PROBLEM TO SOLVE: Go through the data and say how many lines include the string "Duration"; return only the figure.
=======
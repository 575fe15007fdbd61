//! Test doubles and fixtures for the content service.

use async_trait::async_trait;
use chrono::NaiveDate;
use std::collections::HashSet;
use std::sync::atomic::{AtomicUsize, Ordering};
use std::sync::{Arc, Mutex};
use std::time::Duration;
use tempfile::TempDir;

use crate::cache_operation::CacheOperation;
use crate::config::{Config, RetryConfig};
use crate::db::Database;
use crate::error::{Error, Result};
use crate::file_downloader::FileDownloader;
use crate::metadata::MetadataApi;
use crate::types::{
    ArticleDescriptor, DownloadPriority, FileEntry, IssueDescriptor, IssueKey, IssuePublication, IssueStatus,
    ResourceDescriptor, SectionDescriptor, StorageType,
};

use super::ContentService;

pub fn date() -> NaiveDate {
    NaiveDate::from_ymd_opt(2024, 5, 1).unwrap()
}

pub fn publication() -> IssuePublication {
    IssuePublication::new("taz", date())
}

pub fn file(name: &str, storage_type: StorageType) -> FileEntry {
    FileEntry {
        name: name.to_string(),
        storage_type,
        sha256: format!("{:064x}", name.len()),
        size: name.len() as u64,
        moment: 1_714_521_600_000,
    }
}

/// Issue with a cover, one section with two articles, six files in total
pub fn descriptor(status: IssueStatus) -> IssueDescriptor {
    IssueDescriptor {
        key: publication().with_status(status),
        base_url: "https://cdn.example.com/taz/2024-05-01".to_string(),
        min_resource_version: 1,
        moment: vec![file("moment.jpg", StorageType::Issue)],
        sections: vec![SectionDescriptor {
            key: "seite1".to_string(),
            title: "Seite 1".to_string(),
            extended_title: None,
            html: file("seite1.html", StorageType::Issue),
            images: vec![file("logo.png", StorageType::Global)],
            articles: vec![
                ArticleDescriptor {
                    key: "art1".to_string(),
                    title: Some("First".to_string()),
                    teaser: None,
                    authors: vec!["A. Author".to_string()],
                    html: file("art1.html", StorageType::Issue),
                    images: vec![file("art1.jpg", StorageType::Issue)],
                },
                ArticleDescriptor {
                    key: "art2".to_string(),
                    title: Some("Second".to_string()),
                    teaser: None,
                    authors: Vec::new(),
                    html: file("art2.html", StorageType::Issue),
                    images: Vec::new(),
                },
            ],
        }],
    }
}

pub fn resources(version: i64) -> ResourceDescriptor {
    ResourceDescriptor {
        version,
        base_url: "https://cdn.example.com/resources".to_string(),
        files: vec![
            file("tazApi.css", StorageType::Global),
            file("tazApi.js", StorageType::Global),
        ],
    }
}

pub fn fast_retry(max_attempts: u32) -> RetryConfig {
    RetryConfig {
        max_attempts,
        initial_delay: Duration::from_millis(5),
        max_delay: Duration::from_millis(20),
        backoff_multiplier: 2.0,
        jitter: false,
    }
}

pub fn test_config(dir: &TempDir) -> Config {
    let mut config = Config::default();
    config.storage.data_dir = dir.path().join("data");
    config.persistence.database_path = dir.path().join("issue-cache.db");
    config.metadata_retry = fast_retry(2);
    config.file_retry = fast_retry(0);
    config
}

/// Metadata API serving fixed descriptors
pub struct StaticMetadataApi {
    pub descriptor: Mutex<IssueDescriptor>,
    pub resources: Mutex<ResourceDescriptor>,
    /// Number of issue requests that fail with a connectivity error first
    pub failures_before_success: AtomicUsize,
    pub issue_calls: AtomicUsize,
    pub resource_calls: AtomicUsize,
    pub delay: Duration,
}

impl StaticMetadataApi {
    pub fn new(descriptor: IssueDescriptor) -> Self {
        Self {
            descriptor: Mutex::new(descriptor),
            resources: Mutex::new(resources(1)),
            failures_before_success: AtomicUsize::new(0),
            issue_calls: AtomicUsize::new(0),
            resource_calls: AtomicUsize::new(0),
            delay: Duration::ZERO,
        }
    }

    pub fn with_delay(mut self, delay: Duration) -> Self {
        self.delay = delay;
        self
    }

    pub fn issue_calls(&self) -> usize {
        self.issue_calls.load(Ordering::SeqCst)
    }

    pub fn resource_calls(&self) -> usize {
        self.resource_calls.load(Ordering::SeqCst)
    }
}

#[async_trait]
impl MetadataApi for StaticMetadataApi {
    async fn fetch_issue_descriptor(
        &self,
        publication: &IssuePublication,
    ) -> Result<IssueDescriptor> {
        self.issue_calls.fetch_add(1, Ordering::SeqCst);
        if !self.delay.is_zero() {
            tokio::time::sleep(self.delay).await;
        }
        let remaining = self.failures_before_success.load(Ordering::SeqCst);
        if remaining > 0 {
            self.failures_before_success
                .store(remaining - 1, Ordering::SeqCst);
            return Err(Error::Connectivity(format!("{publication} unreachable")));
        }
        Ok(self.descriptor.lock().unwrap().clone())
    }

    async fn fetch_resource_descriptor(&self) -> Result<ResourceDescriptor> {
        self.resource_calls.fetch_add(1, Ordering::SeqCst);
        Ok(self.resources.lock().unwrap().clone())
    }
}

/// Downloader that reports scripted outcomes
///
/// Successful items are written to their destination with `size` bytes so
/// that later downloads can recognize them as present.
#[derive(Default)]
pub struct ScriptedFileDownloader {
    failing: Mutex<HashSet<String>>,
    fail_all: bool,
    enqueued: Mutex<Vec<String>>,
    priorities: Mutex<Vec<DownloadPriority>>,
    operations: AtomicUsize,
    shutdowns: AtomicUsize,
}

impl ScriptedFileDownloader {
    pub fn new() -> Self {
        Self::default()
    }

    pub fn failing(names: &[&str]) -> Self {
        Self {
            failing: Mutex::new(names.iter().map(|n| n.to_string()).collect()),
            ..Self::default()
        }
    }

    pub fn failing_all() -> Self {
        Self {
            fail_all: true,
            ..Self::default()
        }
    }

    pub fn heal(&self) {
        self.failing.lock().unwrap().clear();
    }

    pub fn enqueued(&self) -> Vec<String> {
        self.enqueued.lock().unwrap().clone()
    }

    /// Priority of each enqueued operation, in enqueue order
    pub fn priorities(&self) -> Vec<DownloadPriority> {
        self.priorities.lock().unwrap().clone()
    }

    pub fn operations(&self) -> usize {
        self.operations.load(Ordering::SeqCst)
    }

    pub fn shutdowns(&self) -> usize {
        self.shutdowns.load(Ordering::SeqCst)
    }
}

#[async_trait]
impl FileDownloader for ScriptedFileDownloader {
    async fn enqueue_download(&self, operation: &Arc<CacheOperation>) -> Result<()> {
        self.operations.fetch_add(1, Ordering::SeqCst);
        self.priorities.lock().unwrap().push(operation.priority());
        let failing = self.failing.lock().unwrap().clone();

        for op_item in operation.operation_items() {
            let item = op_item.item().clone();
            self.enqueued.lock().unwrap().push(item.name().to_string());
            let fail = self.fail_all || failing.contains(item.name());

            tokio::spawn(async move {
                if fail {
                    op_item.notify_failure("scripted failure");
                    return;
                }
                if let Some(parent) = item.destination.parent() {
                    tokio::fs::create_dir_all(parent).await.unwrap();
                }
                tokio::fs::write(&item.destination, vec![b'x'; item.file.size as usize])
                    .await
                    .unwrap();
                op_item.notify_success();
            });
        }
        Ok(())
    }

    fn name(&self) -> &str {
        "scripted"
    }

    async fn shutdown(&self) {
        self.shutdowns.fetch_add(1, Ordering::SeqCst);
    }
}

/// Service over a real database in a temp dir and the given doubles
pub async fn service(
    dir: &TempDir,
    api: Arc<StaticMetadataApi>,
    downloader: Arc<ScriptedFileDownloader>,
) -> ContentService {
    service_with(test_config(dir), api, downloader).await
}

pub async fn service_with(
    config: Config,
    api: Arc<StaticMetadataApi>,
    downloader: Arc<ScriptedFileDownloader>,
) -> ContentService {
    let db = Database::new(&config.persistence.database_path)
        .await
        .unwrap();
    ContentService::with_components(config, api, Arc::new(db), downloader)
}

pub fn key(status: IssueStatus) -> IssueKey {
    publication().with_status(status)
}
=======
YOUR SOLUTION: 6